YOUR GOAL. Verbatim, and with nothing else, reproduce the data below from its first line through the line containing "Copy, PartialEq, Eq, Hash, PartialOrd, Ord, Default)]".

(Records from a data source)
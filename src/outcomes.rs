//! Outcome strings and the generators that produce them.
//!
//! A binary outcome is packed into a `u64`: bit `p` set means team1 wins
//! `remaining_games[p]`, written `1`; clear means team2 wins, written `0`.
//! Patterns extend the alphabet with `X` (either) and `D` (dead) and are
//! used once outcomes are merged for reporting.

use std::fmt;
use std::str::FromStr;

use rand::seq::SliceRandom;
use rand::{Rng, SeedableRng};
use rand_chacha::ChaCha8Rng;
use serde::{Serialize, Serializer};
use tracing::debug;

use crate::bracket::{Bracket, GameId, Side, ROUNDS};
use crate::config::SamplingStrategy;
use crate::error::{PoolError, PoolResult};

/// Widest outcome the `u64` encoding holds; a full bracket has 63 games.
pub const MAX_OUTCOME_BITS: usize = 63;

/// Largest space enumerated outcome by outcome.
pub const MAX_EXHAUSTIVE_OUTCOMES: u128 = 1 << 24;

/// Shares of a stratified budget.
pub const CHAMPION_SHARE: f64 = 0.25;
pub const NEXT_GAME_SHARE: f64 = 0.25;

// ---------------------------------------------------------------------------
// Binary outcome
// ---------------------------------------------------------------------------

#[derive(Debug, Clone, Copy, PartialEq, Eq, Hash, PartialOrd, Ord, Default)]
pub struct Outcome(pub u64);

impl Outcome {
    /// The `index`-th outcome of exhaustive order: `index` written as an
    /// `len`-bit binary number, most significant bit at position 0.
    pub fn from_index(index: u64, len: usize) -> Self {
        if len == 0 {
            return Outcome(0);
        }
        Outcome(index.reverse_bits() >> (64 - len))
    }

    pub fn side(self, position: usize) -> Side {
        if self.0 >> position & 1 == 1 {
            Side::Team1
        } else {
            Side::Team2
        }
    }

    pub fn with_side(self, position: usize, side: Side) -> Self {
        match side {
            Side::Team1 => Outcome(self.0 | 1 << position),
            Side::Team2 => Outcome(self.0 & !(1 << position)),
        }
    }

    pub fn to_string_with_len(self, len: usize) -> String {
        (0..len)
            .map(|p| match self.side(p) {
                Side::Team1 => '1',
                Side::Team2 => '0',
            })
            .collect()
    }

    pub fn to_pattern(self, len: usize) -> Pattern {
        Pattern((0..len).map(|p| Pick::from_side(self.side(p))).collect())
    }
}

pub fn parse_outcome(s: &str) -> PoolResult<Outcome> {
    if s.len() > MAX_OUTCOME_BITS {
        return Err(PoolError::TooManyRemainingGames(s.len()));
    }
    let mut bits = 0u64;
    for (p, c) in s.chars().enumerate() {
        match c {
            '1' => bits |= 1 << p,
            '0' => {}
            _ => return Err(PoolError::InvalidValue(format!("bad outcome character '{}'", c))),
        }
    }
    Ok(Outcome(bits))
}

// ---------------------------------------------------------------------------
// Pattern
// ---------------------------------------------------------------------------

#[derive(Debug, Clone, Copy, PartialEq, Eq, Hash, PartialOrd, Ord)]
pub enum Pick {
    Team2,
    Team1,
    Either,
    Dead,
}

impl Pick {
    pub fn from_side(side: Side) -> Pick {
        match side {
            Side::Team1 => Pick::Team1,
            Side::Team2 => Pick::Team2,
        }
    }

    pub fn side(self) -> Option<Side> {
        match self {
            Pick::Team1 => Some(Side::Team1),
            Pick::Team2 => Some(Side::Team2),
            _ => None,
        }
    }

    pub fn is_wildcard(self) -> bool {
        matches!(self, Pick::Either | Pick::Dead)
    }

    pub fn flipped(self) -> Pick {
        match self {
            Pick::Team1 => Pick::Team2,
            Pick::Team2 => Pick::Team1,
            other => other,
        }
    }

    pub fn to_char(self) -> char {
        match self {
            Pick::Team1 => '1',
            Pick::Team2 => '0',
            Pick::Either => 'X',
            Pick::Dead => 'D',
        }
    }

    pub fn from_char(c: char) -> Option<Pick> {
        match c {
            '1' => Some(Pick::Team1),
            '0' => Some(Pick::Team2),
            'X' => Some(Pick::Either),
            'D' => Some(Pick::Dead),
            _ => None,
        }
    }
}

/// An outcome over `{0,1,X,D}`; denotes the set of binary outcomes it
/// matches.
#[derive(Debug, Clone, PartialEq, Eq, Hash, PartialOrd, Ord, Default)]
pub struct Pattern(pub Vec<Pick>);

impl Pattern {
    pub fn len(&self) -> usize {
        self.0.len()
    }

    pub fn is_empty(&self) -> bool {
        self.0.is_empty()
    }

    pub fn get(&self, position: usize) -> Pick {
        self.0[position]
    }

    pub fn with(&self, position: usize, pick: Pick) -> Pattern {
        let mut picks = self.0.clone();
        picks[position] = pick;
        Pattern(picks)
    }

    pub fn matches(&self, outcome: Outcome) -> bool {
        self.0.iter().enumerate().all(|(p, pick)| match pick.side() {
            Some(side) => outcome.side(p) == side,
            None => true,
        })
    }

    /// Number of binary outcomes the pattern stands for.
    pub fn cardinality(&self) -> u128 {
        1u128 << self.0.iter().filter(|p| p.is_wildcard()).count()
    }
}

impl fmt::Display for Pattern {
    fn fmt(&self, f: &mut fmt::Formatter<'_>) -> fmt::Result {
        for pick in &self.0 {
            write!(f, "{}", pick.to_char())?;
        }
        Ok(())
    }
}

impl FromStr for Pattern {
    type Err = PoolError;

    fn from_str(s: &str) -> Result<Self, Self::Err> {
        s.chars()
            .map(|c| {
                Pick::from_char(c).ok_or_else(|| {
                    PoolError::InvalidValue(format!("bad pattern character '{}'", c))
                })
            })
            .collect::<PoolResult<Vec<_>>>()
            .map(Pattern)
    }
}

impl Serialize for Pattern {
    fn serialize<S: Serializer>(&self, serializer: S) -> Result<S::Ok, S::Error> {
        serializer.serialize_str(&self.to_string())
    }
}

// ---------------------------------------------------------------------------
// Generation
// ---------------------------------------------------------------------------

#[derive(Debug, Clone, Copy, PartialEq, Eq, Serialize)]
pub enum SamplingMode {
    Exhaustive,
    MonteCarlo,
    Stratified,
}

/// Outcomes to evaluate plus how they were chosen.
#[derive(Debug, Clone)]
pub struct OutcomePlan {
    pub mode: SamplingMode,
    pub outcomes: Vec<Outcome>,
    /// Size of the full outcome space, `2^n`.
    pub total_space: u128,
}

pub fn outcome_space(remaining: usize) -> u128 {
    1u128 << remaining
}

pub fn make_rng(seed: Option<u64>) -> ChaCha8Rng {
    match seed {
        Some(s) => ChaCha8Rng::seed_from_u64(s),
        None => ChaCha8Rng::from_entropy(),
    }
}

/// All `2^n` outcomes in increasing integer order.
pub fn exhaustive(len: usize) -> PoolResult<Vec<Outcome>> {
    if len > MAX_OUTCOME_BITS {
        return Err(PoolError::TooManyRemainingGames(len));
    }
    if outcome_space(len) > MAX_EXHAUSTIVE_OUTCOMES {
        return Err(PoolError::BudgetExceeded {
            required: outcome_space(len),
            allowed: MAX_EXHAUSTIVE_OUTCOMES,
        });
    }
    Ok((0..1u64 << len).map(|i| Outcome::from_index(i, len)).collect())
}

fn random_outcome<R: Rng>(rng: &mut R, len: usize) -> Outcome {
    (0..len).fold(Outcome(0), |acc, p| {
        if rng.gen::<bool>() {
            acc.with_side(p, Side::Team1)
        } else {
            acc
        }
    })
}

/// `count` outcomes with every bit drawn independently and uniformly.
pub fn monte_carlo<R: Rng>(rng: &mut R, len: usize, count: usize) -> Vec<Outcome> {
    (0..count).map(|_| random_outcome(rng, len)).collect()
}

/// Forced bits that make `team` win every remaining game on its path to
/// the title. Empty when the team is not in any remaining game.
pub fn champion_path(results: &Bracket, remaining: &[GameId], team: &str) -> Vec<(usize, Side)> {
    let Some(start) = remaining
        .iter()
        .position(|&id| results.game(id).contains(team))
    else {
        return Vec::new();
    };
    let mut forced = Vec::new();
    let mut id = remaining[start];
    let mut side = match results.game(id).side_of(team) {
        Some(s) => s,
        None => return forced,
    };
    loop {
        if let Some(position) = remaining.iter().position(|&g| g == id) {
            forced.push((position, side));
        }
        match id.parent() {
            Some((parent, slot)) => {
                id = parent;
                side = slot;
            }
            None => break,
        }
    }
    forced
}

/// Budget split across champion-forcing, next-game enumeration and uniform
/// fill. Weights are not touched: each outcome is still weighted by its own
/// probability downstream.
pub fn stratified<R: Rng>(
    rng: &mut R,
    results: &Bracket,
    remaining: &[GameId],
    budget: usize,
) -> Vec<Outcome> {
    let len = remaining.len();
    let mut outcomes = Vec::with_capacity(budget);

    let mut alive: Vec<String> = results.alive_teams().into_iter().collect();
    alive.sort();
    let champion_budget = (budget as f64 * CHAMPION_SHARE) as usize;
    if !alive.is_empty() && champion_budget > 0 {
        // Equal count per team; a budget smaller than the field forces a
        // random subset once each.
        let (forced, per_team): (Vec<&String>, usize) = if champion_budget < alive.len() {
            (alive.choose_multiple(rng, champion_budget).collect(), 1)
        } else {
            (alive.iter().collect(), champion_budget / alive.len())
        };
        for team in forced {
            let path = champion_path(results, remaining, team);
            for _ in 0..per_team {
                let outcome = path
                    .iter()
                    .fold(random_outcome(rng, len), |o, &(p, side)| o.with_side(p, side));
                outcomes.push(outcome);
            }
        }
    }

    let playable: Vec<usize> = remaining
        .iter()
        .enumerate()
        .filter(|(_, id)| results.game(**id).is_playable())
        .map(|(p, _)| p)
        .collect();
    let next_budget = (budget as f64 * NEXT_GAME_SHARE) as usize;
    if !playable.is_empty() && next_budget > 0 {
        let combos = match playable.len() {
            k if k < 63 => 1u64 << k,
            _ => u64::MAX,
        };
        // Every combination the same number of times, or one random
        // combination per sample when they outnumber the budget.
        let draws: Vec<u64> = if combos <= next_budget as u64 {
            let per_combo = next_budget as u64 / combos;
            (0..combos * per_combo).map(|j| j % combos).collect()
        } else {
            (0..next_budget).map(|_| rng.gen::<u64>()).collect()
        };
        for combo in draws {
            let mut outcome = random_outcome(rng, len);
            for (k, &p) in playable.iter().enumerate() {
                let side = if combo >> k & 1 == 1 { Side::Team1 } else { Side::Team2 };
                outcome = outcome.with_side(p, side);
            }
            outcomes.push(outcome);
        }
    }

    while outcomes.len() < budget {
        outcomes.push(random_outcome(rng, len));
    }
    debug!(
        "Stratified sample of {} ({} alive teams, {} playable games)",
        outcomes.len(),
        alive.len(),
        playable.len()
    );
    outcomes
}

/// Choose exhaustive enumeration when the space fits the budget (or no
/// budget was given), otherwise sample.
pub fn plan_outcomes(
    results: &Bracket,
    remaining: &[GameId],
    max_simulations: Option<u64>,
    strategy: SamplingStrategy,
    rng_seed: Option<u64>,
) -> PoolResult<OutcomePlan> {
    let len = remaining.len();
    if len > MAX_OUTCOME_BITS {
        return Err(PoolError::TooManyRemainingGames(len));
    }
    if max_simulations == Some(0) {
        return Err(PoolError::InvalidValue(
            "simulation budget must be at least 1".to_string(),
        ));
    }
    let total_space = outcome_space(len);
    let budget = match max_simulations {
        Some(m) if total_space > m as u128 => m as usize,
        _ => {
            return Ok(OutcomePlan {
                mode: SamplingMode::Exhaustive,
                outcomes: exhaustive(len)?,
                total_space,
            })
        }
    };

    let mut rng = make_rng(rng_seed);
    let (mode, outcomes) = match strategy {
        SamplingStrategy::Uniform => (SamplingMode::MonteCarlo, monte_carlo(&mut rng, len, budget)),
        SamplingStrategy::Stratified => (
            SamplingMode::Stratified,
            stratified(&mut rng, results, remaining, budget),
        ),
    };
    Ok(OutcomePlan {
        mode,
        outcomes,
        total_space,
    })
}

/// Round of each outcome position.
pub fn position_rounds(remaining: &[GameId]) -> Vec<usize> {
    remaining.iter().map(|id| id.round.min(ROUNDS)).collect()
}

EXERCISE ANSWER.
filename src/outcomes.rs
//! Outcome strings and the generators that produce them.
//!
//! A binary outcome is packed into a `u64`: bit `p` set means team1 wins
//! `remaining_games[p]`, written `1`; clear means team2 wins, written `0`.
//! Patterns extend the alphabet with `X` (either) and `D` (dead) and are
//! used once outcomes are merged for reporting.

use std::fmt;
use std::str::FromStr;

use rand::seq::SliceRandom;
use rand::{Rng, SeedableRng};
use rand_chacha::ChaCha8Rng;
use serde::{Serialize, Serializer};
use tracing::debug;

use crate::bracket::{Bracket, GameId, Side, ROUNDS};
use crate::config::SamplingStrategy;
use crate::error::{PoolError, PoolResult};

/// Widest outcome the `u64` encoding holds; a full bracket has 63 games.
pub const MAX_OUTCOME_BITS: usize = 63;

/// Largest space enumerated outcome by outcome.
pub const MAX_EXHAUSTIVE_OUTCOMES: u128 = 1 << 24;

/// Shares of a stratified budget.
pub const CHAMPION_SHARE: f64 = 0.25;
pub const NEXT_GAME_SHARE: f64 = 0.25;

// ---------------------------------------------------------------------------
// Binary outcome
// ---------------------------------------------------------------------------

#[derive(Debug, Clone, Copy, PartialEq, Eq, Hash, PartialOrd, Ord, Default)]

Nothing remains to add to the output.